Pediatricians are currently not required to ask the child if they are being hit, neglected, or sexually molested by their parents, siblings, or anyone else. Only if there is a sign of such abuse might they ask. But how often are these signs ambiguous? Often. How often are there no overt signs of abuse? Often. That this reluctance to ask is not due to prissiness on the part of the Academy is shown by the fact that they advocate that pediatricians teach children age 5 and above the names for their genitalia. Indeed, doctors are obligated to actually touch the private parts of our children as part of the physical exam, but hesitate to ask the child whether they have been touched inappropriately by others!
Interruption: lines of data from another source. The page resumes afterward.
//! Pixel rectangles.
//!
//! Coordinates follow the usual image convention: origin (0, 0) at the
//! top-left corner, X to the right, Y downward. The origin is signed so a
//! caller can ask for a window hanging off the left or top edge; clipping
//! against the image resolves it to an in-bounds part.

/// A rectangle defined by origin (x, y) and dimensions (width, height).
///
/// Left/top edges are inclusive, right/bottom edges exclusive.
///
/// # Example
///
/// ```rust
/// use jpegthumb::Rect;
///
/// let rect = Rect::new(-5, 10, 20, 20);
/// let clipped = rect.intersect(&Rect::from_size(50, 50)).unwrap();
/// assert_eq!(clipped, Rect::new(0, 10, 15, 20));
/// ```
#[derive(Debug, Clone, Copy, PartialEq, Eq, Hash, Default)]
pub struct Rect {
    /// X coordinate of the left edge (inclusive)
    pub x: i32,
    /// Y coordinate of the top edge (inclusive)
    pub y: i32,
    /// Width in pixels
    pub width: u32,
    /// Height in pixels
    pub height: u32,
}

impl Rect {
    /// Creates a new rectangle with the given origin and dimensions.
    #[inline]
    pub const fn new(x: i32, y: i32, width: u32, height: u32) -> Self {
        Self {
            x,
            y,
            width,
            height,
        }
    }

    /// Creates a rectangle at (0, 0) with the given dimensions.
    #[inline]
    pub const fn from_size(width: u32, height: u32) -> Self {
        Self::new(0, 0, width, height)
    }

    /// X coordinate of the right edge (exclusive).
    #[inline]
    pub const fn right(&self) -> i64 {
        self.x as i64 + self.width as i64
    }

    /// Y coordinate of the bottom edge (exclusive).
    #[inline]
    pub const fn bottom(&self) -> i64 {
        self.y as i64 + self.height as i64
    }

    /// Returns `true` if either dimension is zero.
    #[inline]
    pub const fn is_empty(&self) -> bool {
        self.width == 0 || self.height == 0
    }

    /// Returns the intersection of this rectangle with another, or `None`
    /// if they share no pixel.
    pub fn intersect(&self, other: &Rect) -> Option<Rect> {
        let x = (self.x as i64).max(other.x as i64);
        let y = (self.y as i64).max(other.y as i64);
        let right = self.right().min(other.right());
        let bottom = self.bottom().min(other.bottom());

        if x < right && y < bottom {
            Some(Rect::new(
                x as i32,
                y as i32,
                (right - x) as u32,
                (bottom - y) as u32,
            ))
        } else {
            None
        }
    }
}
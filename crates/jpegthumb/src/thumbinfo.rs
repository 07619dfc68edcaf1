//! Freedesktop.org thumbnail tags.
//!
//! Thumbnails record where they came from in a set of `Thumb::` keys. Each
//! key travels in its own APP7 segment whose payload is the key, a newline,
//! and the value:
//!
//! ```text
//! Thumb::URI\nfile:///home/user/photo.jpg
//! Thumb::MTime\n1700000000
//! Thumb::Image::Width\n4000
//! Thumb::Image::Height\n3000
//! Thumb::Mimetype\nimage/jpeg
//! ```
//!
//! Unknown keys, payloads without a newline and payloads outside the
//! `Thumb::` namespace are ignored.

use crate::markers::{APP7, Segment};

/// Namespace prefix shared by every key.
pub const NAMESPACE: &str = "Thumb::";

/// Mimetype written for every encoded thumbnail.
pub const MIMETYPE_JPEG: &str = "image/jpeg";

const KEY_URI: &str = "Thumb::URI";
const KEY_MTIME: &str = "Thumb::MTime";
const KEY_WIDTH: &str = "Thumb::Image::Width";
const KEY_HEIGHT: &str = "Thumb::Image::Height";
const KEY_MIMETYPE: &str = "Thumb::Mimetype";

/// Thumbnail provenance tags. Absent values are `None` or 0.
#[derive(Debug, Clone, Default, PartialEq, Eq)]
pub struct ThumbnailInfo {
    /// `file://` URI of the original image.
    pub uri: Option<String>,
    /// Modification time of the original, seconds since the Unix epoch.
    pub mtime: u64,
    /// Width of the original image.
    pub width: u32,
    /// Height of the original image.
    pub height: u32,
    /// Mimetype of the original image.
    pub mimetype: Option<String>,
}

impl ThumbnailInfo {
    /// Returns `true` if no tag was found.
    pub fn is_empty(&self) -> bool {
        *self == Self::default()
    }

    /// Reads tags from captured header segments; non-APP7 segments are
    /// skipped.
    pub fn parse(segments: &[Segment]) -> Self {
        let mut info = Self::default();
        for seg in segments.iter().filter(|s| s.marker == APP7) {
            info.apply(&seg.data);
        }
        info
    }

    /// Applies one APP7 payload.
    fn apply(&mut self, payload: &[u8]) {
        if !payload.starts_with(NAMESPACE.as_bytes()) {
            return;
        }
        let Some(nl) = payload.iter().position(|&b| b == b'\n') else {
            return;
        };
        let key = String::from_utf8_lossy(&payload[..nl]);
        let value = String::from_utf8_lossy(&payload[nl + 1..]);
        let value = value.trim_end_matches('\0');

        match key.as_ref() {
            KEY_URI => self.uri = Some(value.to_string()),
            KEY_MTIME => self.mtime = leading_number(value),
            KEY_WIDTH => self.width = leading_number(value) as u32,
            KEY_HEIGHT => self.height = leading_number(value) as u32,
            KEY_MIMETYPE => self.mimetype = Some(value.to_string()),
            other => tracing::trace!(key = other, "ignoring thumbnail tag"),
        }
    }

    /// Serializes the present tags, one APP7 payload each.
    ///
    /// URI and MTime are written only when known; width, height and
    /// mimetype always are.
    pub fn to_payloads(&self) -> Vec<Vec<u8>> {
        let mut out = Vec::with_capacity(5);
        let mut push = |key: &str, value: &str| out.push(format!("{key}\n{value}").into_bytes());

        if let Some(uri) = &self.uri {
            push(KEY_URI, uri);
        }
        if self.mtime != 0 {
            push(KEY_MTIME, &self.mtime.to_string());
        }
        push(KEY_WIDTH, &self.width.to_string());
        push(KEY_HEIGHT, &self.height.to_string());
        push(KEY_MIMETYPE, self.mimetype.as_deref().unwrap_or(MIMETYPE_JPEG));
        out
    }
}

/// Parses the leading decimal digits of `s`, 0 if there are none.
fn leading_number(s: &str) -> u64 {
    let s = s.trim_start();
    let digits = s.bytes().take_while(u8::is_ascii_digit).count();
    s[..digits].parse().unwrap_or(0)
}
How about the Boy Scouts of America? In 1995, the BSA implemented a mandatory program on child abuse for every Cub Scout and Boy Scout in this country, which includes going through a pamphlet on child abuse with their parents, who are required to sign that they did this with their child, and then watching an explicit video about child abuse, each year. 6 to 9 year olds watch “It Happened to Me,” and 10 to 14 year olds watch, “A Time to Tell.” The materials emphasize that the most likely abuser is going to be someone close to them, a teacher, a coach, a family member, even a scout leader. They are told to report any such act to the appropriate person immediately and to not be intimidated by the abuser to remain silent. The videos are explicit, uncomfortable, and accurate.

1.6 million young boys, from the age of 6 to 10, and 1.2 million boys age 11-16, or 10% of all boys in the country, are receiving this training. This may be one of the most comprehensive public health interventions in the nation, and thus is a tremendous advance, but again, the program instructs the children to Recognize, Resist, and Report the abuse once it has happened. Nowhere in the educational materials does it instruct the adult leaders or parents to Ask their children if any abuse is occurring. The act of courage that reporting abuse requires is left up to the child, and not us.
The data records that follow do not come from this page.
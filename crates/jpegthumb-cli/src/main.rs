//! jpegthumb - JPEG thumbnail CLI
//!
//! Thumbnails, trims, inspects and dumps pixels of JPEG files.

use anyhow::Result;
use clap::{Args, Parser, Subcommand};
use std::path::PathBuf;
use tracing_subscriber::EnvFilter;

mod commands;

#[derive(Parser)]
#[command(name = "jpegthumb")]
#[command(author, version, about = "Fast JPEG thumbnails")]
#[command(long_about = "
Makes JPEG thumbnails by decoding at reduced DCT scale.

Examples:
  jpegthumb info photo.jpg                     # Size, colorspace, tags
  jpegthumb info *.jpg --json                  # Same, as JSON
  jpegthumb thumb photo.jpg small.jpg -m 256   # Longest edge 256
  jpegthumb thumb photo.jpg small.jpg -w 128 -H 128 -p -t
  jpegthumb trim photo.jpg face.jpg -x 100 -y 80 -w 64 -H 64
  jpegthumb pixels photo.jpg -o px.raw -f bgra -w 16 -H 16
  RUST_LOG=jpegthumb=trace jpegthumb thumb a.jpg b.jpg -m 64
")]
struct Cli {
    #[command(subcommand)]
    command: Commands,

    /// Verbose output (-v info, -vv debug, -vvv trace)
    #[arg(short, long, global = true, action = clap::ArgAction::Count)]
    verbose: u8,
}

#[derive(Subcommand)]
enum Commands {
    /// Display image information
    #[command(visible_alias = "i")]
    Info(InfoArgs),

    /// Make a thumbnail
    #[command(visible_alias = "t")]
    Thumb(ThumbArgs),

    /// Crop a rectangle at full resolution
    Trim(TrimArgs),

    /// Dump a rectangle of decoded pixels as raw bytes
    #[command(visible_alias = "px")]
    Pixels(PixelsArgs),
}

#[derive(Args)]
struct InfoArgs {
    /// Input image(s)
    #[arg(required = true)]
    input: Vec<PathBuf>,

    /// Output as JSON
    #[arg(long)]
    json: bool,
}

#[derive(Args)]
struct ThumbArgs {
    /// Input JPEG
    input: PathBuf,

    /// Output JPEG
    output: PathBuf,

    /// Thumbnail width
    #[arg(short, long)]
    width: Option<u32>,

    /// Thumbnail height
    #[arg(short = 'H', long)]
    height: Option<u32>,

    /// Fit the longest edge to this size
    #[arg(short, long, conflicts_with_all = ["width", "height"])]
    max: Option<u32>,

    /// Keep aspect ratio inside width x height
    #[arg(short, long)]
    preserve: bool,

    /// JPEG quality (0-100)
    #[arg(short, long, default_value_t = jpegthumb::DEFAULT_QUALITY)]
    quality: u8,

    /// Comment to embed
    #[arg(short, long)]
    comment: Option<String>,

    /// Write freedesktop.org Thumb:: tags
    #[arg(short, long)]
    thumb_meta: bool,
}

#[derive(Args)]
struct TrimArgs {
    /// Input JPEG
    input: PathBuf,

    /// Output JPEG
    output: PathBuf,

    /// Left edge
    #[arg(short, default_value_t = 0, allow_negative_numbers = true)]
    x: i32,

    /// Top edge
    #[arg(short, default_value_t = 0, allow_negative_numbers = true)]
    y: i32,

    /// Width (default: to the right edge)
    #[arg(short, long)]
    width: Option<u32>,

    /// Height (default: to the bottom edge)
    #[arg(short = 'H', long)]
    height: Option<u32>,

    /// JPEG quality (0-100)
    #[arg(short, long, default_value_t = jpegthumb::DEFAULT_QUALITY)]
    quality: u8,

    /// Comment to embed
    #[arg(short, long)]
    comment: Option<String>,
}

#[derive(Args)]
struct PixelsArgs {
    /// Input JPEG
    input: PathBuf,

    /// Output raw file
    #[arg(short, long)]
    output: PathBuf,

    /// Pixel format: gray, yuv, rgb, bgr, rgba, bgra, argb, cmyk
    #[arg(short, long, default_value = "rgb")]
    format: String,

    /// Always dump RGB8, converting from the decoded colorspace
    #[arg(long, conflicts_with = "format")]
    rgb: bool,

    /// Left edge
    #[arg(short, default_value_t = 0, allow_negative_numbers = true)]
    x: i32,

    /// Top edge
    #[arg(short, default_value_t = 0, allow_negative_numbers = true)]
    y: i32,

    /// Width (default: image width)
    #[arg(short, long)]
    width: Option<u32>,

    /// Height (default: image height)
    #[arg(short = 'H', long)]
    height: Option<u32>,
}

/// RUST_LOG wins; otherwise the -v count picks the level.
fn init_logging(verbose: u8) {
    let level = match verbose {
        0 => "warn",
        1 => "info",
        2 => "debug",
        _ => "trace",
    };
    let filter = EnvFilter::try_from_default_env().unwrap_or_else(|_| EnvFilter::new(level));
    tracing_subscriber::fmt()
        .with_env_filter(filter)
        .with_writer(std::io::stderr)
        .init();
}

fn main() -> Result<()> {
    let cli = Cli::parse();
    init_logging(cli.verbose);

    match cli.command {
        Commands::Info(args) => commands::info::run(args, cli.verbose),
        Commands::Thumb(args) => commands::thumb::run(args, cli.verbose),
        Commands::Trim(args) => commands::trim::run(args, cli.verbose),
        Commands::Pixels(args) => commands::pixels::run(args, cli.verbose),
    }
}
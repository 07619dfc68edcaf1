//! Error types for thumbnailing operations.
//!
//! Every fallible operation on an [`ImageHandle`](crate::ImageHandle)
//! reports one of these kinds; nothing panics and nothing is logged in place
//! of an error.

use thiserror::Error;

/// Thumbnailing error.
#[derive(Debug, Error)]
pub enum ThumbError {
    /// Source could not be read, header is malformed, or a dimension is <= 1.
    #[error("open failed: {0}")]
    OpenFailed(String),

    /// Codec reported a fatal error while decoding.
    #[error("decode failed: {0}")]
    DecodeFailed(String),

    /// Destination could not be written or the codec rejected the encode.
    #[error("encode failed: {0}")]
    EncodeFailed(String),

    /// Requested pixel rectangle does not intersect the image.
    #[error("rectangle {w}x{h} at ({x},{y}) lies outside the {width}x{height} image")]
    ExtractOutOfRange {
        /// Requested left edge.
        x: i32,
        /// Requested top edge.
        y: i32,
        /// Requested width.
        w: u32,
        /// Requested height.
        h: u32,
        /// Image width.
        width: u32,
        /// Image height.
        height: u32,
    },

    /// The handle has already been encoded once.
    #[error("image has already been encoded")]
    AlreadyEncoded,

    /// Decode-time configuration was attempted after pixels were decoded.
    #[error("image has already been decoded")]
    AlreadyDecoded,

    /// Colorspace tag outside the supported set.
    #[error("invalid colorspace tag: {0}")]
    InvalidColorspace(u8),

    /// Colorspace name that matches no tag.
    #[error("unknown colorspace name: {0:?}")]
    UnknownColorspace(String),
}

/// Result type for thumbnailing operations.
pub type ThumbResult<T> = Result<T, ThumbError>;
I have found that oftentimes it is mental health professionals that are the most hesitant or concerned about asking children directly! All of us bear the responsibility of sustaining the cultural norm of silence and privacy and protection. We walk by each other, alone in our histories, protected in our private suffering by a norm that crushes the children we work with into silence. We drive to work past silent houses within which our future patients are being harmed. In these ways, we are inadvertently contributing to the conditions that are sustaining the problem.

Indeed, there can be only one conclusion: We are the problem.